[Stored items]
###

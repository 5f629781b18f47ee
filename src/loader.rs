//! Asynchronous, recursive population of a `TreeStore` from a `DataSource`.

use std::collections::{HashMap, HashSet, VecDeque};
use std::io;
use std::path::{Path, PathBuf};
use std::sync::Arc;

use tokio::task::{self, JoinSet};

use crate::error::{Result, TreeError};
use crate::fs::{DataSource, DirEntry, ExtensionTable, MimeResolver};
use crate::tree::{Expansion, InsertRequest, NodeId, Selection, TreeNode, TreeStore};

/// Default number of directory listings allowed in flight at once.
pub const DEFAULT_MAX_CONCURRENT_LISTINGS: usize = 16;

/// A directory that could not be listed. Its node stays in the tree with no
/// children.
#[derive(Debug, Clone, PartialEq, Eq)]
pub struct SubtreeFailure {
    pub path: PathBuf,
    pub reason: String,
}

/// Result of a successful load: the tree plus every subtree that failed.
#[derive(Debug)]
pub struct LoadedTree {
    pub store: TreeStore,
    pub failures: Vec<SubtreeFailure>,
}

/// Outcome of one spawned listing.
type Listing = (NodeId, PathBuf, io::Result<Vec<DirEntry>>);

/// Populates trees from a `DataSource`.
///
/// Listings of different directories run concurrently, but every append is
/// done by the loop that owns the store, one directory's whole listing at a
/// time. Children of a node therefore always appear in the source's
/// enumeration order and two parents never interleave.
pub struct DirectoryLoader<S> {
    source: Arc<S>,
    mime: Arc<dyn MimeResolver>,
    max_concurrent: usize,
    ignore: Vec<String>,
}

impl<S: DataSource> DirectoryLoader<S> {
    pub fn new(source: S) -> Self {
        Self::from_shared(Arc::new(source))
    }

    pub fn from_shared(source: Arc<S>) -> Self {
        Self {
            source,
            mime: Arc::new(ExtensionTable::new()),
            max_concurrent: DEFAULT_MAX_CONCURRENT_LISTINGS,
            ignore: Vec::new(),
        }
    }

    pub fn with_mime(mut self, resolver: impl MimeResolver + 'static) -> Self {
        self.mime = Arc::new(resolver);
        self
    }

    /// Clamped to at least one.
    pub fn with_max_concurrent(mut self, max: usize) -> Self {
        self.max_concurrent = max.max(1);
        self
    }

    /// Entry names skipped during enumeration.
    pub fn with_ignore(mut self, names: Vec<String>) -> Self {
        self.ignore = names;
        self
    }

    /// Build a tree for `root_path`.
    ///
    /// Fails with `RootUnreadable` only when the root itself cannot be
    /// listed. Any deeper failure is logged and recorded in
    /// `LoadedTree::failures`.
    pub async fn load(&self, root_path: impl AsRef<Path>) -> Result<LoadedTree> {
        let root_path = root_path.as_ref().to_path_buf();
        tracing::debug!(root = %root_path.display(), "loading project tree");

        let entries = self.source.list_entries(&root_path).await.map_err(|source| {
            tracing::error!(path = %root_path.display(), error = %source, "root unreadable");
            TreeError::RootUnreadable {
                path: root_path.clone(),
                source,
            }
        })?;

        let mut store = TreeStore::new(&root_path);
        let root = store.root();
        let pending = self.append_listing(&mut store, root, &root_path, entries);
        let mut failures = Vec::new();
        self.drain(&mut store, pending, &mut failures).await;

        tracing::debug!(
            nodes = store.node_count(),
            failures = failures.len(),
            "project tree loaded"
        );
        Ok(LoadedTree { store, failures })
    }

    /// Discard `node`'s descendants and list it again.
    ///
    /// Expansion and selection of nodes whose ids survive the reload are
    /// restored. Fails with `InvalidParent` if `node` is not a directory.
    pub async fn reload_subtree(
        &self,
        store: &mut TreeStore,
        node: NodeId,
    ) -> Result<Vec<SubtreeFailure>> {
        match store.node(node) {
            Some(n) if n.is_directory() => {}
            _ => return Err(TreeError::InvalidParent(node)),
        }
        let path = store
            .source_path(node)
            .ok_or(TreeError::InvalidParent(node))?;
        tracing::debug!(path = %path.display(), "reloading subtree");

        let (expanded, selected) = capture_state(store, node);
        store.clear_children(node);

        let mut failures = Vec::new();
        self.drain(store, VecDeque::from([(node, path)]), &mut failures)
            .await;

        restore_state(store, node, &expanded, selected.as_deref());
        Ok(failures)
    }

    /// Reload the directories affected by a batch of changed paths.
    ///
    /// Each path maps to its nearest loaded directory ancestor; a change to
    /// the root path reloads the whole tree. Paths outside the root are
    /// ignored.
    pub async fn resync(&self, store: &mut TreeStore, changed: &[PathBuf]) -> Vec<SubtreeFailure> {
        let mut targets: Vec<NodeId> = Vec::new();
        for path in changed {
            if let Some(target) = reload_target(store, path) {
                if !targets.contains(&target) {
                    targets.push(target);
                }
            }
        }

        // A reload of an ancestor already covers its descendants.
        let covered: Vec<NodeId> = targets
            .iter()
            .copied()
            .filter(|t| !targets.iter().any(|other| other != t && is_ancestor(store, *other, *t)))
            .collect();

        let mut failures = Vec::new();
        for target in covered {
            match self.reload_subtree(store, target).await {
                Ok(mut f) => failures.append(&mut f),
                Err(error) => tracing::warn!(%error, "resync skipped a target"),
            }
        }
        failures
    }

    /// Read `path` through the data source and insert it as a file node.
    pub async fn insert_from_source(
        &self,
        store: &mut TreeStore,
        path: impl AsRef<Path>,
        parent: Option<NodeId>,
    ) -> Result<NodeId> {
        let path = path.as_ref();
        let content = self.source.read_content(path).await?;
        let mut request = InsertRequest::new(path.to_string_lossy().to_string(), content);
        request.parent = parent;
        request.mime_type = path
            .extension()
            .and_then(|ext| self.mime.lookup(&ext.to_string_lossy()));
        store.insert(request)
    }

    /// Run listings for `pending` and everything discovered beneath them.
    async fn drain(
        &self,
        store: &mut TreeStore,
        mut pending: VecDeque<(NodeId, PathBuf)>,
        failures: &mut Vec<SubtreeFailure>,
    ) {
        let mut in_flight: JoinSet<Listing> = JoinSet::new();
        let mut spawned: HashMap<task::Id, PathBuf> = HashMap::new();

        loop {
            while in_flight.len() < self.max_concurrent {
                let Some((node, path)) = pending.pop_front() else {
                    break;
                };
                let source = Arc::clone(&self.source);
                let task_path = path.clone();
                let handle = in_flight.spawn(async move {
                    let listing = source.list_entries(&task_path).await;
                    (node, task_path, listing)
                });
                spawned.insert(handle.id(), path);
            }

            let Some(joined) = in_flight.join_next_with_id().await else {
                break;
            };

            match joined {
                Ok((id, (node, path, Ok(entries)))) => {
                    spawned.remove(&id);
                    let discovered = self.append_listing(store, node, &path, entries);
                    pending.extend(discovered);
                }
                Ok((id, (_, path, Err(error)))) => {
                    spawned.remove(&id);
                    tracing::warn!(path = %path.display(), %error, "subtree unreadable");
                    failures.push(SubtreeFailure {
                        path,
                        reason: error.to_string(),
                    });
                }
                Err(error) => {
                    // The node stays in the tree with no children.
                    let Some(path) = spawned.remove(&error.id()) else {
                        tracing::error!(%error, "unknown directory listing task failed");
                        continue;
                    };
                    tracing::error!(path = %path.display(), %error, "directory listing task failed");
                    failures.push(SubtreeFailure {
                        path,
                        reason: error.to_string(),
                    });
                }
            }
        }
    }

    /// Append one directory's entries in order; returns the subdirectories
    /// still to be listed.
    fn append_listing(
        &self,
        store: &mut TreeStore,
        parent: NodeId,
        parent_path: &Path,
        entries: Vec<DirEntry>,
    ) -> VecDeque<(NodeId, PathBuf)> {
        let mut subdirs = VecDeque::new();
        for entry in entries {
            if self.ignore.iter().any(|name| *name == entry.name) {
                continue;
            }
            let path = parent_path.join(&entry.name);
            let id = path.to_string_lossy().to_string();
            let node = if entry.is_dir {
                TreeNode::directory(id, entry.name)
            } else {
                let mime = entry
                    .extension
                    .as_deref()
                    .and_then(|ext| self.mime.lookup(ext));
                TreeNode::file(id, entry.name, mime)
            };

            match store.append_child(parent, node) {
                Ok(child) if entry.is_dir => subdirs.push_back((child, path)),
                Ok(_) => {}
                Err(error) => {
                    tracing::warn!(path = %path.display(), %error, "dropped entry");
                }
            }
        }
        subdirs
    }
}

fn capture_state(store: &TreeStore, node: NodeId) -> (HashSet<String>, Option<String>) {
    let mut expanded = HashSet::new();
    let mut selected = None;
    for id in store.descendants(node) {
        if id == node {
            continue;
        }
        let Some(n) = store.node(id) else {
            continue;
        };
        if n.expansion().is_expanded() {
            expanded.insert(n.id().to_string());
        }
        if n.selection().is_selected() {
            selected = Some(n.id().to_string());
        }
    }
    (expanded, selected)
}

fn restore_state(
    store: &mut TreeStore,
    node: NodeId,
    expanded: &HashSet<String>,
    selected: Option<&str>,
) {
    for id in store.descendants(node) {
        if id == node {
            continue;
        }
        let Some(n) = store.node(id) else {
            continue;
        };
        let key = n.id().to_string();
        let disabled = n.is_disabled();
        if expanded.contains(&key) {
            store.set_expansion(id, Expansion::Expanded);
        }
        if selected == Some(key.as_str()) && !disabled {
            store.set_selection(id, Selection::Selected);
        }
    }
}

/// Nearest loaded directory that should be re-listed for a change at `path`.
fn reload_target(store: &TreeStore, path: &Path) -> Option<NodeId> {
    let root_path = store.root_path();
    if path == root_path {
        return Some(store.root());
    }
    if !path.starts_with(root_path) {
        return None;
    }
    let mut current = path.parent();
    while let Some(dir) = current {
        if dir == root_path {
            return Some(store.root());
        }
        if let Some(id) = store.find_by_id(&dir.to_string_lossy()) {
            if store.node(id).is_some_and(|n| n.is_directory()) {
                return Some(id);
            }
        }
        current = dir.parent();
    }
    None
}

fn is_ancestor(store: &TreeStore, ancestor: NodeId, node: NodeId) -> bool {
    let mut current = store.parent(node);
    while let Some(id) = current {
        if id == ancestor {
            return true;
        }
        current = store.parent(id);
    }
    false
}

###

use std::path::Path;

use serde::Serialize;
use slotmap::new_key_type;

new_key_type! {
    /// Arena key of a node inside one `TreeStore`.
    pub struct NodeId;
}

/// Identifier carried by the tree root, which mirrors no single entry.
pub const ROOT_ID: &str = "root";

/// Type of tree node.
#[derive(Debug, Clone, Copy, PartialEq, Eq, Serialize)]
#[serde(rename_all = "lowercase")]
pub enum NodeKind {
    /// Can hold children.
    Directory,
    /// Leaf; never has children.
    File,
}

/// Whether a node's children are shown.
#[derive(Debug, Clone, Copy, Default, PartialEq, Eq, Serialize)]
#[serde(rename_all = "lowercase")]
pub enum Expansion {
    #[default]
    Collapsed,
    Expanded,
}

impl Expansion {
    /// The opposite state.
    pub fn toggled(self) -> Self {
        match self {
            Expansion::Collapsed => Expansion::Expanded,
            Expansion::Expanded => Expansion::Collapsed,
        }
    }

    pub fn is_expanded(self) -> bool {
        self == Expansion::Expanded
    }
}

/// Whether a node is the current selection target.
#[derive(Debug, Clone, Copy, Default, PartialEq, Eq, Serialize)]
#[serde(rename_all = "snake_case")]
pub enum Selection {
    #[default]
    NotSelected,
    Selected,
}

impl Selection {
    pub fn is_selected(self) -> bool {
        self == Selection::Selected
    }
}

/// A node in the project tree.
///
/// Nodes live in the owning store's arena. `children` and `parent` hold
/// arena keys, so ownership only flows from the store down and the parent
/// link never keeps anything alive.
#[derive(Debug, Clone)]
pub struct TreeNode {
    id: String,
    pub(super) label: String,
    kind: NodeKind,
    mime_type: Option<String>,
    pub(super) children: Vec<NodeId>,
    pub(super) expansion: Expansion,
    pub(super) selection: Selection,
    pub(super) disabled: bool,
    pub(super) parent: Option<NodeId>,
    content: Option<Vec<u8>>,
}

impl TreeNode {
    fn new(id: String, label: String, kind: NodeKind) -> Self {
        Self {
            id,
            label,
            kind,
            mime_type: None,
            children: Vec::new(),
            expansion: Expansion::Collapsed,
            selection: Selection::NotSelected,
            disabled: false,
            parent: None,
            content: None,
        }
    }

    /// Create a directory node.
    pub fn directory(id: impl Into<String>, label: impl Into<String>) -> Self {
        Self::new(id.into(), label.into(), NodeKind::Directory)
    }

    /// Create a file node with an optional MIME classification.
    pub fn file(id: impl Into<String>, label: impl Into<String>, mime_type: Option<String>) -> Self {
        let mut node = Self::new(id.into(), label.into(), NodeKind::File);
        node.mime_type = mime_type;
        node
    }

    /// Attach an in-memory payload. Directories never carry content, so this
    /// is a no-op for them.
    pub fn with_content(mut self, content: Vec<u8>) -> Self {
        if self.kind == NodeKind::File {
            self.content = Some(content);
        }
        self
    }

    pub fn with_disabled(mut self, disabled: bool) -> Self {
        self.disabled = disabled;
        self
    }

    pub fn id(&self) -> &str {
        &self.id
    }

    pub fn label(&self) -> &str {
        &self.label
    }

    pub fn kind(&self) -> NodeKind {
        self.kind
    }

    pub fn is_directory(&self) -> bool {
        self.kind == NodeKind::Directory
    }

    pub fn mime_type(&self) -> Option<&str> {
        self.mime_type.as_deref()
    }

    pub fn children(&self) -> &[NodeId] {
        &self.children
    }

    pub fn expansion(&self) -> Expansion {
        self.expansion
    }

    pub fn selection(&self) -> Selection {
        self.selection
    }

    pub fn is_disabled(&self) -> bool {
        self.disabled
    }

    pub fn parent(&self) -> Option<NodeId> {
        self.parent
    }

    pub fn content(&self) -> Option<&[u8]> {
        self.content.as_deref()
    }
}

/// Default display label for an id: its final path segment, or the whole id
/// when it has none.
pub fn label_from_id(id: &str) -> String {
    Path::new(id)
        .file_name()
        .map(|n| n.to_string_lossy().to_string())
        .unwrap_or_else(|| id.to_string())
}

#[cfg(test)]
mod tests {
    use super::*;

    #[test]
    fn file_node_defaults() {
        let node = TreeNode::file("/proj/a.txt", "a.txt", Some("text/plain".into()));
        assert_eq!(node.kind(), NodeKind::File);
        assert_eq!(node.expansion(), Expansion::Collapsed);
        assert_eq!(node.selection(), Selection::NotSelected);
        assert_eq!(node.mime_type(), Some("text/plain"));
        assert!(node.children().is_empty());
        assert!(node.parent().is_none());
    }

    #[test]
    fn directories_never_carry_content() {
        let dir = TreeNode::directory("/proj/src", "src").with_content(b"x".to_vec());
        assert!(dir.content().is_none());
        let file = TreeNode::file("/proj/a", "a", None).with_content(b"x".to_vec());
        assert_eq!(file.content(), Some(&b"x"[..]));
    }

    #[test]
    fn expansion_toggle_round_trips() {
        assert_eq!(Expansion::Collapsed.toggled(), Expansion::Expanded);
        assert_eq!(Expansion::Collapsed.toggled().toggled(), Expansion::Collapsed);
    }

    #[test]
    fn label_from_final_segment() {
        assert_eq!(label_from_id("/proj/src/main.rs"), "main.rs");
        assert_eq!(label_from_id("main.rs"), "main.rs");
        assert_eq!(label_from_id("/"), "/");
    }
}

###

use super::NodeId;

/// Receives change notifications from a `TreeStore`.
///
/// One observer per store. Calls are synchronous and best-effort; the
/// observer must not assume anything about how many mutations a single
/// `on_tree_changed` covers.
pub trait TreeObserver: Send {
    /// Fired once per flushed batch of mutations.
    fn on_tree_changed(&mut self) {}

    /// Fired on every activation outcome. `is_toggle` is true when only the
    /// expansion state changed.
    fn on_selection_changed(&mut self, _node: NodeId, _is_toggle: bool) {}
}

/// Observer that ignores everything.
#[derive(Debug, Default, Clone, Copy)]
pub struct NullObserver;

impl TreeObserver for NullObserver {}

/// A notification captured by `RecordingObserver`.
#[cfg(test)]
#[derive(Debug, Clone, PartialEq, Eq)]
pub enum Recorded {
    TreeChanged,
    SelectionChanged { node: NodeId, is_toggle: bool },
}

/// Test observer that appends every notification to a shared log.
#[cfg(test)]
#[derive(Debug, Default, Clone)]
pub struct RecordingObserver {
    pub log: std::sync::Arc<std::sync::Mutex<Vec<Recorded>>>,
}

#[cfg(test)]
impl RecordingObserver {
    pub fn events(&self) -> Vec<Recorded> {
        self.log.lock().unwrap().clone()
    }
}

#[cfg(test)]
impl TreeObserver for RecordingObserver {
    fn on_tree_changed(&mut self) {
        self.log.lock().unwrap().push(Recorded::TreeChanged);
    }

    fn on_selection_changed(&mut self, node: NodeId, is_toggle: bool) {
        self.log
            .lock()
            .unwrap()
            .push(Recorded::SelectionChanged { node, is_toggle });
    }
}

###

What is required ->
Which lines of the data above contain the string "DataSource"? Copy each of them.

Solution to the problem ->
//! Asynchronous, recursive population of a `TreeStore` from a `DataSource`.
use crate::fs::{DataSource, DirEntry, ExtensionTable, MimeResolver};
/// Populates trees from a `DataSource`.
impl<S: DataSource> DirectoryLoader<S> {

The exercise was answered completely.